Available data:
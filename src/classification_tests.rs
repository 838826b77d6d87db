use std::collections::BTreeMap;

use serde_json::json;

use crate::command_policy::{self, CommandCategory};
use crate::hardware::select;
use crate::identity::{generate_for, IdentityProfile, Platform};
use crate::request_policy::{
    IdentityReplacer, Payload, Policy, RealIdentity, ReasonCode, ReplacementKind, RequestClassifier,
};

fn profile() -> IdentityProfile {
    let mut profile = generate_for("classification-fixture", Platform::Windows);
    profile.system.hostname = "DESKTOP-XYZ999".to_string();
    profile.system.username = "user-77aa1122".to_string();
    profile
}

fn real() -> RealIdentity {
    RealIdentity {
        hostname: "DESKTOP-ABC123".to_string(),
        username: "real_alice".to_string(),
        env_username: String::new(),
        env_user: "real_alice".to_string(),
    }
}

fn decide(target: &str, payload: Option<Payload>) -> (Policy, ReasonCode) {
    let decision = RequestClassifier::default().classify(target, payload.as_ref());
    (decision.policy, decision.reason)
}

#[test]
fn essential_beats_identity_verification() {
    assert_eq!(
        decide("https://augmentcode.com/api/auth", None),
        (Policy::Allow, ReasonCode::EssentialFunction)
    );
    assert_eq!(
        decide("https://accounts.example.com/api/auth", None),
        (Policy::ReplaceIdentity, ReasonCode::IdentityVerification)
    );
}

#[test]
fn essential_beats_personal_info_payload() {
    let body = Payload::Json(json!({ "machineId": "abc" }));
    assert_eq!(
        decide("http://localhost:3000/analytics", Some(body)).0,
        Policy::Allow
    );
}

#[test]
fn personal_info_payload_beats_telemetry_target() {
    let body = Payload::from(r#"{"HostName":"box"}"#);
    assert_eq!(
        decide("https://api.segment.io/v1/batch", Some(body)),
        (Policy::ReplaceIdentity, ReasonCode::PersonalInfo)
    );
}

#[test]
fn segment_batch_is_intercepted() {
    assert_eq!(
        decide("https://api.segment.io/v1/batch", None),
        (Policy::Intercept, ReasonCode::Telemetry)
    );
    assert_eq!(
        decide("https://api.segment.io/v1/batch", Some(Payload::from("{\"event\":\"open\"}"))),
        (Policy::Intercept, ReasonCode::Telemetry)
    );
}

#[test]
fn unmatched_and_malformed_targets_are_allowed() {
    for target in ["https://crates.io/api/v1/crates", "", "::not a url::"] {
        assert_eq!(decide(target, None), (Policy::Allow, ReasonCode::Unmatched));
    }
}

#[test]
fn configured_tables_change_decisions() {
    let tables = crate::config::ShieldConfig {
        extra_telemetry: vec!["events.corp.test".to_string()],
        ..Default::default()
    }
    .pattern_tables();
    let classifier = RequestClassifier::new(tables.into_rule_set());
    assert_eq!(
        classifier.classify("https://events.corp.test/ingest", None).policy,
        Policy::Intercept
    );
}

#[test]
fn real_values_replaced_with_profile_values() {
    let replacer = IdentityReplacer::new(&real(), &profile());
    let (text, report) = replacer.replace_text("host is DESKTOP-ABC123 user real_alice");
    assert_eq!(text, "host is DESKTOP-XYZ999 user user-77aa1122");
    // USER equals the OS username and shares its pair
    assert_eq!(report.applied, vec![ReplacementKind::Hostname, ReplacementKind::Username]);
}

#[test]
fn every_occurrence_is_replaced() {
    let replacer = IdentityReplacer::new(&real(), &profile());
    let (text, report) = replacer.replace_text("real_alice@DESKTOP-ABC123:/home/real_alice");
    assert_eq!(text, "user-77aa1122@DESKTOP-XYZ999:/home/user-77aa1122");
    assert_eq!(report.count(), 2);
}

#[test]
fn empty_real_values_never_count() {
    let replacer = IdentityReplacer::new(&RealIdentity::default(), &profile());
    let (text, report) = replacer.replace_text("nothing to see");
    assert_eq!(text, "nothing to see");
    assert_eq!(report.count(), 0);
}

#[test]
fn synthetic_values_are_not_rewritten_again() {
    let real = RealIdentity {
        hostname: "box".to_string(),
        username: "user".to_string(),
        env_username: String::new(),
        env_user: "user".to_string(),
    };
    let replacer = IdentityReplacer::new(&real, &profile());
    assert_eq!(replacer.kinds(), vec![ReplacementKind::Hostname, ReplacementKind::Username]);

    let (text, report) = replacer.replace_text("login user on box");
    assert_eq!(text, "login user-77aa1122 on DESKTOP-XYZ999");
    assert_eq!(report.applied, vec![ReplacementKind::Hostname, ReplacementKind::Username]);
}

#[test]
fn real_value_inside_synthetic_hostname_is_left_alone() {
    let real = RealIdentity {
        hostname: "workstation".to_string(),
        username: "XYZ".to_string(),
        ..RealIdentity::default()
    };
    let replacer = IdentityReplacer::new(&real, &profile());
    let (text, report) = replacer.replace_text("workstation XYZ");
    assert_eq!(text, "DESKTOP-XYZ999 user-77aa1122");
    assert_eq!(report.count(), 2);
}

#[test]
fn longer_real_value_wins_at_same_offset() {
    let real = RealIdentity {
        hostname: "alice-pc".to_string(),
        username: "alice".to_string(),
        ..RealIdentity::default()
    };
    let replacer = IdentityReplacer::new(&real, &profile());
    let (text, report) = replacer.replace_text("alice-pc/alice");
    assert_eq!(text, "DESKTOP-XYZ999/user-77aa1122");
    assert_eq!(report.applied, vec![ReplacementKind::Hostname, ReplacementKind::Username]);
}

#[test]
fn missing_hostname_builds_no_hostname_pair() {
    let real = RealIdentity {
        username: "real_alice".to_string(),
        ..RealIdentity::default()
    };
    let replacer = IdentityReplacer::new(&real, &profile());
    assert_eq!(replacer.kinds(), vec![ReplacementKind::Username]);
    let (text, report) = replacer.replace_text("http://localhost:8080/health");
    assert_eq!(text, "http://localhost:8080/health");
    assert_eq!(report.count(), 0);
}

#[test]
fn json_payload_stays_json() {
    let replacer = IdentityReplacer::new(&real(), &profile());
    let payload = Payload::Json(json!({ "hostname": "DESKTOP-ABC123", "n": 1 }));
    let (rewritten, report) = replacer.replace_payload(&payload);
    assert_eq!(rewritten, Payload::Json(json!({ "hostname": "DESKTOP-XYZ999", "n": 1 })));
    assert_eq!(report.count(), 1);
}

#[test]
fn json_broken_by_rewrite_falls_back_to_text() {
    let real = RealIdentity {
        hostname: ":".to_string(),
        ..RealIdentity::default()
    };
    let replacer = IdentityReplacer::new(&real, &profile());
    let (rewritten, _) = replacer.replace_payload(&Payload::Json(json!({ "k": "v" })));
    assert_eq!(rewritten, Payload::Text(r#"{"k"DESKTOP-XYZ999"v"}"#.to_string()));
}

#[test]
fn only_identity_headers_are_rewritten() {
    let replacer = IdentityReplacer::new(&real(), &profile());
    let mut headers = BTreeMap::new();
    headers.insert("user-agent".to_string(), "app/1.0 (DESKTOP-ABC123)".to_string());
    headers.insert("X-MACHINE-ID".to_string(), "real_alice".to_string());
    headers.insert("Authorization".to_string(), "Bearer real_alice".to_string());
    let report = replacer.rewrite_headers(&mut headers);
    assert_eq!(headers["user-agent"], "app/1.0 (DESKTOP-XYZ999)");
    assert_eq!(headers["X-MACHINE-ID"], "user-77aa1122");
    assert_eq!(headers["Authorization"], "Bearer real_alice");
    assert_eq!(report.count(), 2);
}

#[test]
fn git_email_query_renders_exact_email() {
    let profile = profile();
    let matched = command_policy::classify("git config --get user.email");
    assert!(matched.intercept);
    assert_eq!(matched.category, Some(CommandCategory::GitIdentity));
    assert_eq!(
        command_policy::render(&matched, &profile, select(&profile)),
        profile.git.user_email
    );
}

#[test]
fn git_identity_beats_git_remote() {
    let matched = command_policy::classify("git config remote.origin.user.name");
    assert_eq!(matched.category, Some(CommandCategory::GitIdentity));
}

Required work:
Search the material above for the string "RequestClassifier". Show every line that holds it.

The answer:
    IdentityReplacer, Payload, Policy, RealIdentity, ReasonCode, ReplacementKind, RequestClassifier,
    let decision = RequestClassifier::default().classify(target, payload.as_ref());
    let classifier = RequestClassifier::new(tables.into_rule_set());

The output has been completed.